▶ [Exercise brief] Count the lines of the data that have the word "ensures", then report the number without anything else.

▶ [Source material]
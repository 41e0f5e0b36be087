use anyhow::Result;

use crate::formatter::{self, FormattedMessage};
use crate::update::Update;

/// A pure response producer for one matched trigger (or the fallback).
pub type Responder = fn(&Update) -> Result<FormattedMessage>;

/// One registered command: exact trigger string plus its responder.
pub struct CommandEntry {
    pub trigger: &'static str,
    pub responder: Responder,
}

/// Ordered, read-only command registry built once at startup.
/// Lookup is exact-string and case-sensitive; first registered entry wins.
pub struct CommandTable {
    entries: Vec<CommandEntry>,
}

impl CommandTable {
    pub fn new() -> Self {
        Self::from_entries(vec![
            CommandEntry {
                trigger: "/start",
                responder: start,
            },
            CommandEntry {
                trigger: "/help",
                responder: help,
            },
            CommandEntry {
                trigger: "/website",
                responder: website,
            },
            CommandEntry {
                trigger: "/campaign_overview",
                responder: campaign_overview,
            },
            CommandEntry {
                trigger: "/ad_creation",
                responder: ad_creation,
            },
            CommandEntry {
                trigger: "/payment_flow",
                responder: payment_flow,
            },
            CommandEntry {
                trigger: "/payout_schedule",
                responder: payout_schedule,
            },
            CommandEntry {
                trigger: "/compliance",
                responder: compliance,
            },
            CommandEntry {
                trigger: "/contact_sales",
                responder: contact_sales,
            },
        ])
    }

    pub fn from_entries(entries: Vec<CommandEntry>) -> Self {
        Self { entries }
    }

    /// Exact-match lookup in registration order.
    pub fn lookup(&self, text: &str) -> Option<&CommandEntry> {
        self.entries.iter().find(|entry| entry.trigger == text)
    }

    pub fn len(&self) -> usize {
        self.entries.len()
    }
}

impl Default for CommandTable {
    fn default() -> Self {
        Self::new()
    }
}

/// Fallback for text that matches no registered trigger.
pub fn unrecognized(_update: &Update) -> Result<FormattedMessage> {
    Ok(formatter::render(
        "I apologize, I didn't understand that command. Please use one of the \
         predefined commands to navigate our services. Type /help to see a list \
         of available commands.",
    ))
}

/// Best-effort reply sent when dispatch fails partway.
pub fn apology() -> FormattedMessage {
    formatter::render(
        "An unexpected error occurred. Our team has been notified. Please try again later.",
    )
}

// Command copy below is illustrative marketing text, not implemented
// behavior. Each responder composes a bold title with escaped paragraphs so
// the body is always valid MarkdownV2.

fn sections(title: &str, paragraphs: &[&str]) -> String {
    let mut body = formatter::bold(title);
    for paragraph in paragraphs {
        body.push_str("\n\n");
        body.push_str(&formatter::escape(paragraph));
    }
    body
}

fn start(_update: &Update) -> Result<FormattedMessage> {
    Ok(FormattedMessage::from_markup(sections(
        "Welcome to TeleScope – Your Premier Partner in Digital Advertising Contracts.",
        &[
            "We specialize in connecting advertisers with highly engaged Telegram \
             communities through a transparent and secure contractual framework. Our \
             platform leverages advanced AI for precision targeting and ensures \
             compliance with all regulatory standards.",
            "For a comprehensive overview of our services and business model, visit \
             our official landing page with /website. To navigate our features, use \
             the /help command.",
        ],
    )))
}

const COMMAND_SUMMARIES: &[(&str, &str)] = &[
    (
        "/website",
        "Access our official corporate landing page for detailed business information and case studies.",
    ),
    (
        "/campaign_overview",
        "Understand our structured campaign types and the contractual terms associated with each.",
    ),
    (
        "/ad_creation",
        "Learn about our ad content creation process, emphasizing compliance and contractual adherence.",
    ),
    (
        "/payment_flow",
        "Review our secure payment processing protocols and auditable transaction records.",
    ),
    (
        "/payout_schedule",
        "Examine the transparent payout mechanisms for our community partners, based on agreed-upon contracts.",
    ),
    (
        "/compliance",
        "Discover our robust anti-ban and content moderation policies, ensuring legal and ethical advertising.",
    ),
    (
        "/contact_sales",
        "Connect directly with our sales team for partnership inquiries and detailed contract discussions.",
    ),
];

fn help(_update: &Update) -> Result<FormattedMessage> {
    let mut body = formatter::bold("TeleScope: Contract-Oriented Features Overview");
    body.push_str("\n\n");
    body.push_str(&formatter::escape(
        "Our bot serves as the primary interface for managing your advertising \
         agreements and ensuring campaign success.",
    ));
    body.push_str("\n\n");
    body.push_str(&formatter::bold("Key Commands:"));
    for (command, summary) in COMMAND_SUMMARIES {
        body.push('\n');
        body.push_str(&formatter::escape(&format!("•   {command} - {summary}")));
    }
    body.push_str("\n\n");
    body.push_str(&formatter::escape(
        "Our commitment is to provide a reliable, auditable, and high-performance \
         advertising solution.",
    ));
    Ok(FormattedMessage::from_markup(body))
}

fn website(_update: &Update) -> Result<FormattedMessage> {
    let mut body = formatter::bold("Official TeleScope Landing Page:");
    body.push('\n');
    body.push_str(&formatter::escape(
        "Explore our business model, market impact, and technological advantages \
         in detail on our corporate website: ",
    ));
    body.push_str(&formatter::link(
        "TeleScope Official Website",
        "https://telescope-landing-page.vercel.app/",
    ));
    Ok(FormattedMessage::from_markup(body))
}

fn campaign_overview(_update: &Update) -> Result<FormattedMessage> {
    Ok(FormattedMessage::from_markup(sections(
        "Campaign Contractual Overview:",
        &[
            "We offer structured advertising campaigns tailored to specific market \
             segments, each governed by clear contractual terms to ensure mutual \
             benefit and predictable outcomes.",
            "•   Crypto Sphere: Targeted campaigns for blockchain, DeFi, and \
             cryptocurrency projects. Contracts define reach, duration, and \
             compliance with financial regulations.\n\
             •   Gaming Sphere: High-engagement campaigns for game developers, \
             eSports organizations, and gaming communities. Agreements specify \
             audience demographics and performance metrics.\n\
             •   Fitness Sphere: Focused advertising for health, wellness, and \
             nutrition brands. Contracts ensure content aligns with health \
             standards and ethical promotion.",
            "Each campaign is initiated with a formal agreement outlining \
             deliverables, performance indicators, and payment schedules.",
        ],
    )))
}

fn ad_creation(_update: &Update) -> Result<FormattedMessage> {
    Ok(FormattedMessage::from_markup(sections(
        "Ad Content Creation & Compliance:",
        &[
            "Our platform facilitates the creation of compelling ad content while \
             strictly adhering to contractual guidelines and regulatory compliance.",
            "1.  Submission: Advertisers submit their core message and assets.\n\
             2.  AI-Powered Review: Our proprietary AI analyzes content for brand \
             safety, relevance, and compliance with Telegram's terms of service \
             and our internal ethical guidelines.\n\
             3.  Anti-Ban Integration: Ads are processed through our advanced \
             anti-ban system to ensure uninterrupted delivery and protect \
             campaign integrity.\n\
             4.  Approval & Contractual Terms: Upon successful review, the ad is \
             approved, and its distribution terms are formalized within your \
             campaign contract.",
            "This rigorous process safeguards both advertiser reputation and \
             platform integrity.",
        ],
    )))
}

fn payment_flow(_update: &Update) -> Result<FormattedMessage> {
    Ok(FormattedMessage::from_markup(sections(
        "Secure Payment & Auditable Transactions:",
        &[
            "Our payment infrastructure is designed for security, transparency, and \
             ease of auditing, crucial for financial institutions.",
            "•   Multi-Currency Support: We accept various cryptocurrencies (e.g., \
             USDT) and traditional payment methods.\n\
             •   Automated Processing: Payments are processed automatically upon \
             contract initiation, ensuring immediate campaign activation.\n\
             •   Transaction Records: Every transaction is meticulously recorded \
             and accessible for audit purposes, providing a clear financial trail.\n\
             •   Fraud Prevention: Advanced security measures are in place to \
             detect and prevent fraudulent activities.",
            "Our system ensures that all financial interactions are secure, \
             transparent, and fully compliant with industry standards.",
        ],
    )))
}

fn payout_schedule(_update: &Update) -> Result<FormattedMessage> {
    Ok(FormattedMessage::from_markup(sections(
        "Transparent Payouts for Community Partners:",
        &[
            "We ensure timely and transparent remuneration for our community \
             partners (group owners) based on their contractual agreements for \
             hosting ads.",
            "•   Weekly Settlements: Earnings are calculated and settled weekly, \
             ensuring consistent cash flow for our partners.\n\
             •   Performance-Based: Payouts are directly linked to ad delivery and \
             engagement metrics, as defined in each group's contract.\n\
             •   Auditable Reports: Partners receive detailed reports outlining \
             their earnings, allowing for full transparency and reconciliation.\n\
             •   Secure Withdrawals: Funds are securely transferred to designated \
             cryptocurrency wallets (e.g., TRC20 addresses).",
            "Our payout system reflects our commitment to fair and reliable \
             partnerships.",
        ],
    )))
}

fn compliance(_update: &Update) -> Result<FormattedMessage> {
    Ok(FormattedMessage::from_markup(sections(
        "Regulatory Compliance & Platform Integrity:",
        &[
            "Our operational framework is built on a foundation of strict \
             compliance and ethical practices, crucial for long-term \
             sustainability and trust.",
            "•   AI Anti-Ban System: Our proprietary technology proactively adapts \
             to platform changes, ensuring uninterrupted ad delivery without \
             violating terms of service.\n\
             •   Content Moderation: All ad content undergoes rigorous human and \
             AI-driven moderation to prevent the dissemination of inappropriate, \
             misleading, or illegal material.\n\
             •   Data Privacy: We adhere to stringent data protection protocols, \
             safeguarding user and partner information.\n\
             •   Legal Framework: Our contracts and operations are designed to \
             align with international advertising and financial regulations.",
            "We are committed to maintaining a safe, compliant, and high-quality \
             advertising ecosystem.",
        ],
    )))
}

fn contact_sales(_update: &Update) -> Result<FormattedMessage> {
    Ok(FormattedMessage::from_markup(sections(
        "Connect with Our Sales & Partnership Team:",
        &[
            "For detailed discussions on advertising contracts, partnership \
             opportunities, or any specific inquiries, please reach out to our \
             dedicated team:",
            "•   Email: contact@telescope-ads.com\n\
             •   Telegram Support: @telescope_support (for general inquiries)",
            "We look forward to discussing how TeleScope can meet your strategic \
             objectives.",
        ],
    )))
}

▶ [Exercise solution] 2